Początek pojedynku dla gospodarzy, którzy w 9. minucie prowadzili 6:3. Niestety dla miejscowych, rywale nie tylko odrobili stratę, ale wyszli na prowadzenie. Po 20 minutach było 11:7 dla KPR-u. W końcówce pierwszej połowy MKS zaczął gonić rywala, a rytm złapał Arkadiusz Galewski, który rzucił trzy ostatnie bramki dla wieluńskiego zespołu w tej odsłonie. Na początku drugiej połowy ten zawodnik musiał jednak opuścić boisko z powodu kontuzji. Jeszcze przed przerwą zszedł także Artur Bożek, co oznaczało, że trener MKS-u, Grzegorz Garbacz do boju przeciwko liderowi musiał posłać młodzież. Mniej doświadczeni gracze udźwignęli jednak ciężar, choć na początku drugiej części meczu drużyna z Legionowa uciekła najpierw na sześć, a za chwilę na siedem trafień. Sygnał do odrabiania strat dał jednak Krzysztof Węcek, którzy rzucił trzy bramki z rzędu, oraz bramkarz Patryk Jędrzejewski, popisujący się znakomitymi interwencjami. Krok po kroku gospodarze odrabiali stratę, a w końcówce trafiała m.in. wspomniana już młodzież: Bartosz Bednarek, Miłosz Hanas, Krystian Kowalik i Błażej Golański.

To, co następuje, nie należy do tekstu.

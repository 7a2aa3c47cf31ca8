pub mod models;
pub mod todo;
pub mod window;
pub mod calendar_gateway;
pub mod config;
pub mod credential_store;
pub mod error;
pub mod event_mapper;
pub mod logging;
pub mod oauth_client;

Na doprowadzenie do remisu zabrakło jednak czasu i MKS minimalnie przegrał.
Najlepszym zawodnikiem wieluńskiej ekipy wybrano Krzysztofa Węcka.

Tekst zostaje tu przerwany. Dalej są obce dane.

use crate::domain::models::OAuthToken;
use crate::infrastructure::calendar_gateway::AccessTokenProvider;
use crate::infrastructure::config::ClientSecret;
use crate::infrastructure::credential_store::CredentialStore;
use crate::infrastructure::error::InfraError;
use crate::infrastructure::oauth_client::{
    ClientCredentials, OAuthHttpClient, OAuthTokenResponse, TokenGrant,
};
use async_trait::async_trait;
use chrono::{DateTime, Duration, Utc};
use log::{info, warn};
use rand::distributions::Alphanumeric;
use rand::Rng;
use std::io::Write;
use std::sync::Arc;
use tokio::io::{AsyncReadExt, AsyncWriteExt};
use tokio::net::TcpListener;
use url::Url;

const DEFAULT_TOKEN_ENDPOINT: &str = "https://oauth2.googleapis.com/token";
const DEFAULT_AUTHORIZATION_ENDPOINT: &str = "https://accounts.google.com/o/oauth2/v2/auth";
pub const CALENDAR_EVENTS_SCOPE: &str = "https://www.googleapis.com/auth/calendar.events";
const TOKEN_LEEWAY_SECONDS: i64 = 60;
const MAX_REDIRECT_REQUEST_BYTES: usize = 16 * 1024;
const STATE_LENGTH: usize = 32;

#[derive(Debug, Clone)]
pub struct OAuthConfig {
    pub credentials: ClientCredentials,
    pub scopes: Vec<String>,
    pub authorization_endpoint: String,
}

impl OAuthConfig {
    pub fn new(client_id: impl Into<String>, client_secret: impl Into<String>) -> Self {
        Self {
            credentials: ClientCredentials {
                token_endpoint: DEFAULT_TOKEN_ENDPOINT.to_string(),
                client_id: client_id.into(),
                client_secret: client_secret.into(),
            },
            scopes: vec![CALENDAR_EVENTS_SCOPE.to_string()],
            authorization_endpoint: DEFAULT_AUTHORIZATION_ENDPOINT.to_string(),
        }
    }

    /// Environment values win over the client-secret file.
    pub fn resolve<F>(lookup: F, client_secret: Option<ClientSecret>) -> Result<Self, InfraError>
    where
        F: Fn(&str) -> Option<String>,
    {
        let lookup_first = |keys: &[&str]| {
            keys.iter()
                .filter_map(|key| lookup(key))
                .map(|value| value.trim().to_string())
                .find(|value| !value.is_empty())
        };

        let client_id = lookup_first(&["CALENDAR_TODO_CLIENT_ID", "GOOGLE_CLIENT_ID"])
            .or_else(|| client_secret.as_ref().map(|secret| secret.client_id.trim().to_string()))
            .filter(|value| !value.is_empty())
            .ok_or_else(|| {
                InfraError::InvalidConfig(
                    "google client id missing; provide credentials.json or CALENDAR_TODO_CLIENT_ID"
                        .to_string(),
                )
            })?;
        let client_secret_value =
            lookup_first(&["CALENDAR_TODO_CLIENT_SECRET", "GOOGLE_CLIENT_SECRET"])
                .or_else(|| client_secret.as_ref().map(|secret| secret.client_secret.trim().to_string()))
                .filter(|value| !value.is_empty())
                .ok_or_else(|| {
                    InfraError::InvalidConfig(
                        "google client secret missing; provide credentials.json or CALENDAR_TODO_CLIENT_SECRET"
                            .to_string(),
                    )
                })?;

        let mut config = Self::new(client_id, client_secret_value);
        if let Some(secret) = client_secret {
            if let Some(token_uri) = secret.token_uri.filter(|value| !value.trim().is_empty()) {
                config.credentials.token_endpoint = token_uri;
            }
            if let Some(auth_uri) = secret.auth_uri.filter(|value| !value.trim().is_empty()) {
                config.authorization_endpoint = auth_uri;
            }
        }
        Ok(config)
    }
}

#[derive(Debug, Clone, PartialEq, Eq)]
pub enum EnsureTokenResult {
    Existing(OAuthToken),
    Refreshed(OAuthToken),
    ReauthenticationRequired,
}

type NowProvider = Arc<dyn Fn() -> DateTime<Utc> + Send + Sync>;

pub struct OAuthManager<S, C>
where
    S: CredentialStore,
    C: OAuthHttpClient,
{
    config: OAuthConfig,
    credential_store: Arc<S>,
    oauth_client: Arc<C>,
    now_provider: NowProvider,
}

impl<S, C> OAuthManager<S, C>
where
    S: CredentialStore,
    C: OAuthHttpClient,
{
    pub fn new(config: OAuthConfig, credential_store: Arc<S>, oauth_client: Arc<C>) -> Self {
        Self {
            config,
            credential_store,
            oauth_client,
            now_provider: Arc::new(Utc::now),
        }
    }

    pub fn with_now_provider(mut self, now_provider: NowProvider) -> Self {
        self.now_provider = now_provider;
        self
    }

    pub fn is_token_valid(&self, token: &OAuthToken) -> bool {
        token.is_valid_at((self.now_provider)(), TOKEN_LEEWAY_SECONDS)
    }

    pub fn build_authorization_url(&self, state: &str, redirect_uri: &str) -> Result<String, InfraError> {
        if state.trim().is_empty() {
            return Err(InfraError::OAuth("state must not be empty".to_string()));
        }
        if self.config.scopes.is_empty() {
            return Err(InfraError::OAuth("at least one scope is required".to_string()));
        }

        let mut url = Url::parse(&self.config.authorization_endpoint)
            .map_err(|error| InfraError::OAuth(format!("invalid authorization endpoint: {error}")))?;
        url.query_pairs_mut()
            .append_pair("response_type", "code")
            .append_pair("client_id", &self.config.credentials.client_id)
            .append_pair("redirect_uri", redirect_uri)
            .append_pair("scope", &self.config.scopes.join(" "))
            .append_pair("access_type", "offline")
            .append_pair("prompt", "consent")
            .append_pair("state", state);
        Ok(url.to_string())
    }

    pub async fn authenticate_with_code(
        &self,
        authorization_code: &str,
        redirect_uri: &str,
    ) -> Result<OAuthToken, InfraError> {
        if authorization_code.trim().is_empty() {
            return Err(InfraError::OAuth("authorization code must not be empty".to_string()));
        }

        let response = self
            .oauth_client
            .request_token(
                &self.config.credentials,
                TokenGrant::AuthorizationCode {
                    code: authorization_code.trim().to_string(),
                    redirect_uri: redirect_uri.to_string(),
                },
            )
            .await?;

        let token = self.token_from_response(response, None);
        self.credential_store.save_token(&token)?;
        Ok(token)
    }

    /// Loads the stored token and refreshes it when it is about to expire.
    pub async fn ensure_access_token(&self) -> Result<EnsureTokenResult, InfraError> {
        let stored_token = match self.credential_store.load_token() {
            Ok(Some(token)) => token,
            Ok(None) => return Ok(EnsureTokenResult::ReauthenticationRequired),
            Err(InfraError::CorruptToken(message)) => {
                warn!("event=token_load status=unreadable detail={message}");
                self.clear_stored_token()?;
                return Ok(EnsureTokenResult::ReauthenticationRequired);
            }
            Err(error) => return Err(error),
        };

        if self.is_token_valid(&stored_token) {
            return Ok(EnsureTokenResult::Existing(stored_token));
        }

        let Some(refresh_token) = stored_token.refresh_token.clone() else {
            return Ok(EnsureTokenResult::ReauthenticationRequired);
        };

        match self
            .oauth_client
            .request_token(&self.config.credentials, TokenGrant::RefreshToken(refresh_token))
            .await
        {
            Ok(response) => {
                let token = self.token_from_response(response, stored_token.refresh_token);
                self.credential_store.save_token(&token)?;
                info!("event=token_refresh status=ok expires_at={}", token.expires_at.to_rfc3339());
                Ok(EnsureTokenResult::Refreshed(token))
            }
            Err(InfraError::OAuth(message)) => {
                warn!("event=token_refresh status=rejected detail={message}");
                Ok(EnsureTokenResult::ReauthenticationRequired)
            }
            Err(error) => Err(error),
        }
    }

    pub fn clear_stored_token(&self) -> Result<(), InfraError> {
        self.credential_store.delete_token()
    }

    /// Runs the browser consent flow with a one-shot listener on a loopback
    /// port, then exchanges the returned code for a token.
    pub async fn authorize_interactively<W>(&self, out: &mut W) -> Result<OAuthToken, InfraError>
    where
        W: Write,
    {
        let listener = TcpListener::bind("127.0.0.1:0").await?;
        let redirect_uri = format!("http://127.0.0.1:{}", listener.local_addr()?.port());
        let state = generate_state();
        let authorization_url = self.build_authorization_url(&state, &redirect_uri)?;

        writeln!(out, "Open this URL in a browser to grant calendar access:")?;
        writeln!(out)?;
        writeln!(out, "{authorization_url}")?;
        writeln!(out)?;
        out.flush()?;
        info!("event=oauth_flow status=waiting redirect_uri={redirect_uri}");

        loop {
            let (mut stream, _) = listener.accept().await?;
            let request = read_request_head(&mut stream).await?;
            let target = request
                .lines()
                .next()
                .and_then(|line| line.split_whitespace().nth(1))
                .unwrap_or("/");

            let outcome = parse_redirect_target(target, &state);
            let message = match &outcome {
                Ok(RedirectOutcome::Code(_)) => "Authorization complete. You can close this window.",
                Ok(RedirectOutcome::Ignored) => "Waiting for authorization.",
                Ok(RedirectOutcome::Denied(_)) => "Authorization was denied.",
                Err(_) => "Authorization failed: unexpected state.",
            };
            respond_with_message(&mut stream, message).await;

            match outcome? {
                RedirectOutcome::Ignored => continue,
                RedirectOutcome::Denied(reason) => {
                    return Err(InfraError::OAuth(format!("authorization denied: {reason}")));
                }
                RedirectOutcome::Code(code) => {
                    let token = self.authenticate_with_code(&code, &redirect_uri).await?;
                    info!("event=oauth_flow status=ok expires_at={}", token.expires_at.to_rfc3339());
                    return Ok(token);
                }
            }
        }
    }

    fn token_from_response(
        &self,
        response: OAuthTokenResponse,
        fallback_refresh_token: Option<String>,
    ) -> OAuthToken {
        let expires_at = (self.now_provider)() + Duration::seconds(response.expires_in.max(0));
        OAuthToken {
            access_token: response.access_token,
            refresh_token: response.refresh_token.or(fallback_refresh_token),
            expires_at,
            token_type: response.token_type.unwrap_or_else(|| "Bearer".to_string()),
            scope: response.scope,
        }
    }
}

#[async_trait]
impl<S, C> AccessTokenProvider for OAuthManager<S, C>
where
    S: CredentialStore,
    C: OAuthHttpClient,
{
    async fn access_token(&self) -> Result<String, InfraError> {
        match self.ensure_access_token().await? {
            EnsureTokenResult::Existing(token) | EnsureTokenResult::Refreshed(token) => {
                Ok(token.access_token)
            }
            EnsureTokenResult::ReauthenticationRequired => Err(InfraError::OAuth(
                "google authorization is no longer valid; restart to sign in again".to_string(),
            )),
        }
    }
}

#[derive(Debug, Clone, PartialEq, Eq)]
pub enum RedirectOutcome {
    Code(String),
    Denied(String),
    /// Requests that carry neither a code nor an error, e.g. `/favicon.ico`.
    Ignored,
}

/// Interprets the request target the browser was redirected to.
pub fn parse_redirect_target(target: &str, expected_state: &str) -> Result<RedirectOutcome, InfraError> {
    let url = Url::parse("http://127.0.0.1")
        .and_then(|base| base.join(target))
        .map_err(|error| InfraError::OAuth(format!("invalid redirect target '{target}': {error}")))?;

    let mut code = None;
    let mut state = None;
    let mut error = None;
    let mut description = None;
    for (key, value) in url.query_pairs() {
        match key.as_ref() {
            "code" => code = Some(value.into_owned()),
            "state" => state = Some(value.into_owned()),
            "error" => error = Some(value.into_owned()),
            "error_description" => description = Some(value.into_owned()),
            _ => {}
        }
    }

    if code.is_none() && error.is_none() {
        return Ok(RedirectOutcome::Ignored);
    }
    if state.as_deref() != Some(expected_state) {
        return Err(InfraError::OAuth("oauth state mismatch; retry the sign-in".to_string()));
    }
    if let Some(error) = error {
        let reason = match description {
            Some(description) => format!("{error} ({description})"),
            None => error,
        };
        return Ok(RedirectOutcome::Denied(reason));
    }
    Ok(code.map(RedirectOutcome::Code).unwrap_or(RedirectOutcome::Ignored))
}

async fn read_request_head(stream: &mut tokio::net::TcpStream) -> Result<String, InfraError> {
    let mut buffer = Vec::new();
    let mut chunk = [0u8; 1024];
    loop {
        let read = stream.read(&mut chunk).await?;
        if read == 0 {
            break;
        }
        buffer.extend_from_slice(&chunk[..read]);
        if buffer.windows(4).any(|window| window == b"\r\n\r\n")
            || buffer.len() >= MAX_REDIRECT_REQUEST_BYTES
        {
            break;
        }
    }
    Ok(String::from_utf8_lossy(&buffer).into_owned())
}

async fn respond_with_message(stream: &mut tokio::net::TcpStream, message: &str) {
    let body = format!("<!doctype html><html><body><p>{message}</p></body></html>");
    let response = format!(
        "HTTP/1.1 200 OK\r\nContent-Type: text/html; charset=utf-8\r\nContent-Length: {}\r\nConnection: close\r\n\r\n{body}",
        body.len()
    );
    if let Err(error) = stream.write_all(response.as_bytes()).await {
        warn!("event=oauth_flow status=respond_failed error={error}");
    }
    if let Err(error) = stream.shutdown().await {
        warn!("event=oauth_flow status=shutdown_failed error={error}");
    }
}

fn generate_state() -> String {
    rand::thread_rng()
        .sample_iter(&Alphanumeric)
        .take(STATE_LENGTH)
        .map(char::from)
        .collect()
}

Grzegorz Garbacz (trener MKS-u):
Jeżeli byśmy grali jeszcze 5 minut, to może byśmy wygrali. Trudno, przegraliśmy. Kilka błędów, mieliśmy prawie dziesięciominutowy przestój i KPR to wykorzystał. Bardziej doświadczony zespół, zasłużenie wygrał. Ja zwłaszcza z tych ostatnich minut jestem bardzo zadowolony, bo na boisko weszło dużo osób, które wcześniej mniej grały i pokazali, że w każdej chwili mogą zastąpić te osoby, które są albo kontuzjowane, albo niedysponowane w meczu.

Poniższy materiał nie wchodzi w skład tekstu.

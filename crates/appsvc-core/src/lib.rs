// appsvc-core: Schema, CIDR translation, and mapping between the user-facing
// site_config block and the App Service wire SiteConfig.

pub mod cidr;
pub mod convert;
pub mod error;
pub mod model;
pub mod schema;

// ── Primary re-exports ──────────────────────────────────────────────
pub use convert::{expand_site_config, flatten_site_config};
pub use error::CoreError;
pub use model::{DEFAULT_SUBNET_MASK, IpRestriction, Setting, SiteConfig};
pub use schema::{FieldKind, FieldSpec, SITE_CONFIG_FIELDS, decode_site_config};
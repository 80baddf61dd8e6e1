//! Schema listing.

use serde::Serialize;
use tabled::Tabled;

use appsvc_core::schema::{FieldKind, FieldSpec, SITE_CONFIG_FIELDS, field};

use crate::cli::{GlobalOpts, SchemaArgs};
use crate::error::CliError;
use crate::output;

#[derive(Debug, Serialize, Tabled)]
struct FieldRow {
    name: &'static str,
    #[tabled(rename = "type")]
    #[serde(rename = "type")]
    kind: String,
    required: bool,
    computed: bool,
    default: String,
    allowed: String,
    #[tabled(rename = "case")]
    #[serde(rename = "case")]
    case_rule: &'static str,
}

impl From<&FieldSpec> for FieldRow {
    fn from(spec: &FieldSpec) -> Self {
        let case_rule = match (spec.ignore_case, spec.suppress_case_diff) {
            (true, _) => "insensitive",
            (false, true) => "diff-suppressed",
            (false, false) => "",
        };
        Self {
            name: spec.name,
            kind: spec.kind.to_string(),
            required: spec.required,
            computed: spec.computed,
            default: spec.default.as_ref().map(ToString::to_string).unwrap_or_default(),
            allowed: spec.allowed.join(", "),
            case_rule,
        }
    }
}

#[derive(Debug, Serialize)]
struct SchemaDocument {
    block: String,
    fields: Vec<FieldRow>,
}

fn block_fields(block: Option<&str>) -> Result<(&'static [FieldSpec], String), CliError> {
    let Some(name) = block else {
        return Ok((SITE_CONFIG_FIELDS, "site_config".into()));
    };

    match field(name).map(|spec| spec.kind) {
        Some(FieldKind::BlockList(fields)) => Ok((fields, format!("site_config.{name}"))),
        _ => Err(CliError::Validation {
            field: "--block".into(),
            reason: format!("'{name}' is not a nested block of site_config"),
        }),
    }
}

pub fn handle(args: &SchemaArgs, global: &GlobalOpts) -> Result<(), CliError> {
    let (fields, block) = block_fields(args.block.as_deref())?;
    let doc = SchemaDocument {
        block,
        fields: fields.iter().map(FieldRow::from).collect(),
    };
    let rendered = output::render_rows(global.output, &doc, &doc.fields)?;
    output::print_output(&rendered, global.quiet)
}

Krzysztof Węcek (rozgrywający MKS-u):
Na pewno trochę szkoda tego meczu. Niestety, ostatnio kontuzje krzyżują nam plany. Cieszy to, że powalczyliśmy, ale serce boli, że nie udało się zdobyć jakichś punktów. Myślę, że zdecydowały dwa, trzy przestoje w meczu, gdzie w pierwszej połowie najpierw pozwoliliśmy się dogonić, później trochę odjechać przeciwnikowi. Niestety nie potrafiliśmy dogonić, żeby zdobyć punkty.
Mimo porażki MKS pozostał na 2. miejscu w tabeli. W sobotę zagra na wyjeździe z ostatnim w stawce SMS-em ZPRP Płock.